Shocking study makes teen gamers gamble, finds that their brains similar to gamblers’!

Ghent University researchers studied teen gamers’ brains — and compared them to gamblers’. Photo by Flickr user eyeSPIVE.

In dozens of studies, scientists have speculated about what’s going on in kids’ brains when they are playing video games. Numerous studies have attempted to give us this information, but with no solid results. Recently, researchers at Ghent University in Belgium took a direct approach: they rounded up 154 14-year-olds who play video games, and put them in an MRI machine to check things out.

What they found was interesting: teens who play plenty of video games have an enlarged portion of their brain associated with rewards. This portion, called the ventral striatum, is also often larger in gamblers and others who engage in compulsive behavior.

Of course, we don’t know for sure whether playing video games enlarges this part of the brain, or whether people whose brains are more developed in this area tend to gravitate toward gaming. To find that out, you’d have to take a bunch of non-gamers, make them play video games for years, and see if that portion of their brain got bigger. And it’s hard to get permission from parents to subject kids to potentially brain-altering activities. In a scientific context, anyway.

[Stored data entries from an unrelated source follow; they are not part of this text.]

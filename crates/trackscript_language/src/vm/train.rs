//! Train queries for the VM.
//!
//! Each query reads a [`TrainState`] snapshot. The VM only calls them when
//! a train is bound; without one every query yields 0.

#![allow(clippy::cast_precision_loss)]
#![allow(clippy::cast_possible_truncation)]
#![allow(clippy::cast_sign_loss)]

use trackscript_foundation::{
    CarState, DoorSide, SecurityPhase, SecuritySystem, TrainState, Vector3,
};

use super::math::truth;

// =============================================================================
// Position
// =============================================================================

/// Resolves a car index from a stack value.
///
/// The value is rounded half to even and negative indices count from the
/// rear. `None` when the result is out of range.
pub(crate) fn car_index(train: &TrainState, value: f64) -> Option<usize> {
    let count = train.cars.len() as i64;
    let mut j = value.round_ties_even() as i64;
    if j < 0 {
        j += count;
    }
    usize::try_from(j).ok().filter(|&j| j < train.cars.len())
}

fn car(train: &TrainState, value: f64) -> Option<&CarState> {
    car_index(train, value).map(|j| &train.cars[j])
}

/// Distance from `position` to the nearest axle of the train.
pub(crate) fn distance(train: &TrainState, position: Vector3) -> f64 {
    train
        .cars
        .iter()
        .flat_map(|car| [car.front_axle, car.rear_axle])
        .map(|axle| axle.world_position.distance_squared_to(position))
        .reduce(f64::min)
        .map_or(0.0, f64::sqrt)
}

/// Distance from `position` to the center of a car.
pub(crate) fn distance_to_car(train: &TrainState, value: f64, position: Vector3) -> f64 {
    car(train, value).map_or(0.0, |car| car.center().distance_to(position))
}

/// Track distance from the nearest end of the train, 0 alongside it.
///
/// Positive ahead of the train, negative behind it.
pub(crate) fn track_distance(train: &TrainState, track_position: f64) -> f64 {
    let (Some(first), Some(last)) = (train.cars.first(), train.cars.last()) else {
        return 0.0;
    };
    let front =
        first.front_axle.track_position - first.front_axle_offset + 0.5 * first.length;
    let rear = last.rear_axle.track_position - last.rear_axle_offset - 0.5 * last.length;
    if track_position > front {
        track_position - front
    } else if track_position < rear {
        track_position - rear
    } else {
        0.0
    }
}

/// Track distance from the center of a car.
pub(crate) fn track_distance_to_car(train: &TrainState, value: f64, track_position: f64) -> f64 {
    car(train, value).map_or(0.0, |car| track_position - car.track_center())
}

// =============================================================================
// Doors
// =============================================================================

fn most_open(car: &CarState, side: Option<DoorSide>) -> f64 {
    car.doors
        .iter()
        .filter(|door| side.is_none_or(|side| door.side == side))
        .map(|door| door.state)
        .fold(0.0, f64::max)
}

/// Most open door of the train, optionally restricted to one side.
pub(crate) fn doors(train: &TrainState, side: Option<DoorSide>) -> f64 {
    train
        .cars
        .iter()
        .map(|car| most_open(car, side))
        .fold(0.0, f64::max)
}

/// Most open door of a car, optionally restricted to one side.
pub(crate) fn doors_of_car(train: &TrainState, value: f64, side: Option<DoorSide>) -> f64 {
    car(train, value).map_or(0.0, |car| most_open(car, side))
}

fn anticipated(car: &CarState, side: DoorSide) -> bool {
    match side {
        DoorSide::Left => car.anticipated_left_doors_opened,
        DoorSide::Right => car.anticipated_right_doors_opened,
    }
}

/// Whether any car expects the doors on `side` to open.
pub(crate) fn doors_target(train: &TrainState, side: DoorSide) -> f64 {
    truth(train.cars.iter().any(|car| anticipated(car, side)))
}

/// Whether a car expects the doors on `side` to open.
pub(crate) fn doors_target_of_car(train: &TrainState, value: f64, side: DoorSide) -> f64 {
    car(train, value).map_or(0.0, |car| truth(anticipated(car, side)))
}

// =============================================================================
// Handles
// =============================================================================

/// Brake notch, or the air brake handle position on air-braked trains.
pub(crate) fn brake_notch(train: &TrainState) -> f64 {
    if train.has_air_brake() {
        train.handles.air_brake_handle.notch()
    } else {
        f64::from(train.handles.brake_notch)
    }
}

/// Highest brake notch.
pub(crate) fn brake_notches(train: &TrainState) -> f64 {
    if train.has_air_brake() {
        2.0
    } else {
        f64::from(train.handles.max_brake_notch)
    }
}

/// Brake notch on a single scale covering hold brake and emergency.
///
/// Hold brake takes position 1 and shifts the service notches up by one;
/// emergency is the position after the highest notch.
pub(crate) fn brake_notch_linear(train: &TrainState) -> f64 {
    let handles = &train.handles;
    if train.has_air_brake() {
        if handles.emergency_brake {
            3.0
        } else {
            handles.air_brake_handle.notch()
        }
    } else if handles.has_hold_brake {
        if handles.emergency_brake {
            f64::from(handles.max_brake_notch) + 2.0
        } else if handles.brake_notch > 0 {
            f64::from(handles.brake_notch) + 1.0
        } else {
            truth(handles.hold_brake)
        }
    } else if handles.emergency_brake {
        f64::from(handles.max_brake_notch) + 1.0
    } else {
        f64::from(handles.brake_notch)
    }
}

/// Highest position of [`brake_notch_linear`].
pub(crate) fn brake_notches_linear(train: &TrainState) -> f64 {
    let handles = &train.handles;
    if train.has_air_brake() {
        3.0
    } else if handles.has_hold_brake {
        f64::from(handles.max_brake_notch) + 2.0
    } else {
        f64::from(handles.max_brake_notch) + 1.0
    }
}

// =============================================================================
// Security
// =============================================================================

/// ATC speed restriction bands, in m/s, for the speedometer indicator.
const ATC_SPEED_BANDS: [f64; 10] = [
    4.1666, 6.9443, 12.4999, 15.2777, 18.0555, 20.8333, 24.9999, 27.7777, 30.5555, 33.3333,
];

/// Protection panel value `n`.
///
/// Plugin trains publish their own panel. Built-in systems expose fixed
/// indicators at 256 through 271; everything else reads 0.
pub(crate) fn plugin_state(train: &TrainState, value: f64, seconds_since_midnight: f64) -> f64 {
    let security = &train.security;
    let n = value.round_ties_even();
    if security.system == SecuritySystem::Plugin {
        return if n >= 0.0 {
            security
                .plugin_panel
                .get(n as usize)
                .map_or(0.0, |&v| f64::from(v))
        } else {
            0.0
        };
    }

    let system = security.system;
    let phase = security.phase;
    let braking = matches!(
        phase,
        SecurityPhase::Emergency | SecurityPhase::Pattern | SecurityPhase::Service
    );
    match n as i64 {
        // ATS
        256 => truth(
            system == SecuritySystem::AtsSn
                && matches!(phase, SecurityPhase::Normal | SecurityPhase::Initialization),
        ),
        // ATS run, separate flashing lamp
        257 if system == SecuritySystem::AtsSn => {
            if phase == SecurityPhase::Ringing {
                1.0
            } else if braking {
                2.0
            } else {
                0.0
            }
        }
        // ATS run, integrated flashing lamp
        258 if system == SecuritySystem::AtsSn => {
            if phase == SecurityPhase::Ringing {
                1.0
            } else if braking {
                let half_seconds = (2.0 * seconds_since_midnight).floor() as i64;
                truth((half_seconds & 1) == 0)
            } else {
                0.0
            }
        }
        // P power
        259 => truth(
            matches!(system, SecuritySystem::AtsSn | SecuritySystem::AtsP)
                && security.ats_p_available,
        ),
        // pattern approach
        260 => truth(
            system == SecuritySystem::AtsP
                && matches!(phase, SecurityPhase::Pattern | SecurityPhase::Service),
        ),
        // brake release
        261 => truth(system == SecuritySystem::AtsP && security.ats_p_override),
        // brake operation
        262 => truth(
            system == SecuritySystem::AtsP
                && phase == SecurityPhase::Service
                && !security.ats_p_override,
        ),
        // ATS-P
        263 => truth(system == SecuritySystem::AtsP),
        // failure
        264 => truth(
            system != SecuritySystem::None
                && (phase == SecurityPhase::Initialization
                    || (system == SecuritySystem::AtsP
                        && matches!(phase, SecurityPhase::Ringing | SecurityPhase::Emergency))),
        ),
        // ATC
        265 => truth(system == SecuritySystem::Atc),
        // ATC power
        266 => truth(
            system == SecuritySystem::Atc
                || (system != SecuritySystem::None && security.atc_automatic_switch),
        ),
        // ATC service
        267 => truth(system == SecuritySystem::Atc && phase == SecurityPhase::Service),
        // ATC emergency
        268 => truth(system == SecuritySystem::Atc && !security.atc_transmitting),
        // EB
        269 => truth(system != SecuritySystem::None && security.eb_bell_ringing),
        // constant speed
        270 => truth(train.handles.has_const_speed && train.handles.const_speed),
        // ATC speedometer
        271 => {
            if system != SecuritySystem::Atc {
                12.0
            } else if !security.atc_transmitting {
                0.0
            } else {
                let band = ATC_SPEED_BANDS
                    .iter()
                    .position(|&limit| security.atc_speed_restriction < limit)
                    .unwrap_or(ATC_SPEED_BANDS.len());
                band as f64 + 1.0
            }
        }
        _ => 0.0,
    }
}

You would think that during such a study, the scientists would put kids in the MRI machine while they were playing video games to track, you know, how their brains looked.

They didn’t. They had the kids play two games in which they made bets on certain outcomes. In other words, they made them gamble.

So they started with the idea that video gaming might be somehow related to addiction or compulsive behavior, similar to gambling. They picked a bunch of kids who play video games, made them gamble, and — lo and behold — found that their brains were like gamblers’ brains!

Anyone else see the problem here?

Then you get headlines like:

“Children who love video games have brains like gamblers.”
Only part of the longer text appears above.